Small Investment Firms Buying Foreclosed Homes for Sales

Some of the buyers are former top executives at financial companies who have discovered good profits that can be found from buying and selling foreclosed homes for sales.

One of these investors is Matthew Cooleen, a former managing director at Deutsche Bank, who formed his own Connecticut-based investment firm HudsonCross Financial to buy foreclosed homes for sales in battered states like Arizona, Florida, Nevada and California. Cooleen expects to earn much because he says he is paying bargain prices for good homes. Since the launching of his firm, he has spent around $30 million in acquiring foreclosure homes from banks.

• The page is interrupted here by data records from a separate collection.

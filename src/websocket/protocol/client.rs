// Copyright 2025 coScene
//
// Licensed under the Apache License, Version 2.0 (the "License");
// you may not use this file except in compliance with the License.
// You may obtain a copy of the License at
//
//     http://www.apache.org/licenses/LICENSE-2.0
//
// Unless required by applicable law or agreed to in writing, software
// distributed under the License is distributed on an "AS IS" BASIS,
// WITHOUT WARRANTIES OR CONDITIONS OF ANY KIND, either express or implied.
// See the License for the specific language governing permissions and
// limitations under the License.

// Messages sent by clients

use bytes::BufMut;
use serde::{Deserialize, Serialize};

use super::{take_prefixed, take_u32, Parameter, ProtocolError};

/// JSON messages sent by clients
#[derive(Debug, Clone, PartialEq, Serialize, Deserialize)]
#[serde(tag = "op", rename_all = "camelCase")]
pub enum ClientMessage {
    Subscribe {
        subscriptions: Vec<SubscribeRequest>,
    },
    #[serde(rename_all = "camelCase")]
    Unsubscribe {
        subscription_ids: Vec<u32>,
    },
    Advertise {
        channels: Vec<ClientAdvertisedChannel>,
    },
    #[serde(rename_all = "camelCase")]
    Unadvertise {
        channel_ids: Vec<u32>,
    },
    #[serde(rename_all = "camelCase")]
    GetParameters {
        parameter_names: Vec<String>,
        #[serde(default, skip_serializing_if = "Option::is_none")]
        id: Option<String>,
    },
    SetParameters {
        parameters: Vec<Parameter>,
        #[serde(default, skip_serializing_if = "Option::is_none")]
        id: Option<String>,
    },
    #[serde(rename_all = "camelCase")]
    SubscribeParameterUpdates {
        parameter_names: Vec<String>,
    },
    #[serde(rename_all = "camelCase")]
    UnsubscribeParameterUpdates {
        parameter_names: Vec<String>,
    },
    SubscribeConnectionGraph,
    UnsubscribeConnectionGraph,
    #[serde(rename_all = "camelCase")]
    FetchAsset {
        uri: String,
        request_id: u32,
    },
}

impl ClientMessage {
    pub fn parse_json(json: &str) -> Result<Self, ProtocolError> {
        Ok(serde_json::from_str(json)?)
    }
}

#[derive(Debug, Clone, Copy, PartialEq, Eq, Serialize, Deserialize)]
#[serde(rename_all = "camelCase")]
pub struct SubscribeRequest {
    pub id: u32,
    pub channel_id: u64,
}

/// Channel advertised by a publishing client
#[derive(Debug, Clone, PartialEq, Eq, Serialize, Deserialize)]
#[serde(rename_all = "camelCase")]
pub struct ClientAdvertisedChannel {
    pub id: u32,
    pub topic: String,
    pub encoding: String,
    pub schema_name: String,
    #[serde(default, skip_serializing_if = "Option::is_none")]
    pub schema: Option<String>,
    #[serde(default, skip_serializing_if = "Option::is_none")]
    pub schema_encoding: Option<String>,
}

#[derive(Debug, Clone, PartialEq, Eq)]
pub struct ServiceCallRequest {
    pub service_id: u32,
    pub call_id: u32,
    pub encoding: String,
    pub payload: Vec<u8>,
}

mod opcode {
    pub const MESSAGE_DATA: u8 = 1;
    pub const SERVICE_CALL_REQUEST: u8 = 2;
}

/// Binary messages sent by clients
#[derive(Debug, Clone, PartialEq, Eq)]
pub enum ClientBinaryMessage {
    MessageData { channel_id: u32, data: Vec<u8> },
    ServiceCallRequest(ServiceCallRequest),
}

impl ClientBinaryMessage {
    pub fn parse(data: &[u8]) -> Result<Self, ProtocolError> {
        let (&op, mut data) = data.split_first().ok_or(ProtocolError::EmptyBinaryMessage)?;
        match op {
            opcode::MESSAGE_DATA => {
                let channel_id = take_u32(&mut data)?;
                Ok(ClientBinaryMessage::MessageData {
                    channel_id,
                    data: data.to_vec(),
                })
            }
            opcode::SERVICE_CALL_REQUEST => {
                let service_id = take_u32(&mut data)?;
                let call_id = take_u32(&mut data)?;
                let encoding = std::str::from_utf8(take_prefixed(&mut data)?)?.to_string();
                Ok(ClientBinaryMessage::ServiceCallRequest(ServiceCallRequest {
                    service_id,
                    call_id,
                    encoding,
                    payload: data.to_vec(),
                }))
            }
            other => Err(ProtocolError::InvalidOpcode(other)),
        }
    }

    pub fn encode(&self) -> Vec<u8> {
        match self {
            ClientBinaryMessage::MessageData { channel_id, data } => {
                let mut buf = Vec::with_capacity(5 + data.len());
                buf.put_u8(opcode::MESSAGE_DATA);
                buf.put_u32_le(*channel_id);
                buf.put_slice(data);
                buf
            }
            ClientBinaryMessage::ServiceCallRequest(request) => {
                let mut buf =
                    Vec::with_capacity(13 + request.encoding.len() + request.payload.len());
                buf.put_u8(opcode::SERVICE_CALL_REQUEST);
                buf.put_u32_le(request.service_id);
                buf.put_u32_le(request.call_id);
                buf.put_u32_le(request.encoding.len() as u32);
                buf.put_slice(request.encoding.as_bytes());
                buf.put_slice(&request.payload);
                buf
            }
        }
    }
}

Another investor is a former executive director at Morgan Stanley who has formed his own company in San Francisco to buy and sell foreclosed homes for sales mostly at auctions. He has purchased four homes for 75 percent less than their prices four years ago. He is also raising another $6 million to buy other properties.

The third investor is former D.R. Horton division president Mark Allen who has partnered with Oregon-based Gorilla Capital to buy foreclosed homes for sales in Phoenix. He said he has been buying foreclosure houses at court auctions with money from Gorilla Capital. He reiterated that buying foreclosure homes is the best way to profit from Phoenix’s housing market during the downturn.

Realtors in many housing markets said that investors backed by investment firms have been outbidding first time buyers and other types of buyers because they bring loads of cash with them.

Some of the investors are even so lucky because they profited during the housing boom and are now again profiting from the housing decline. In contrast to their comfortable executive offices, some are staying in lodging houses looking for bargains in suburbs and courthouse auctions.

Home purchases by small investment firms are often not tracked by real estate research firms, but their purchases can be determined by the number of cash purchases.

In Phoenix, about 38 percent of all single family houses sold were paid in cash. In Punta Gorda in Florida, about 67 percent were cash sales and in Las Vegas, almost 40 percent were cash sales.

Buying foreclosed homes for sales, rather than apartment complexes, fit small investment firms because small investors are knowledgeable about local submarkets.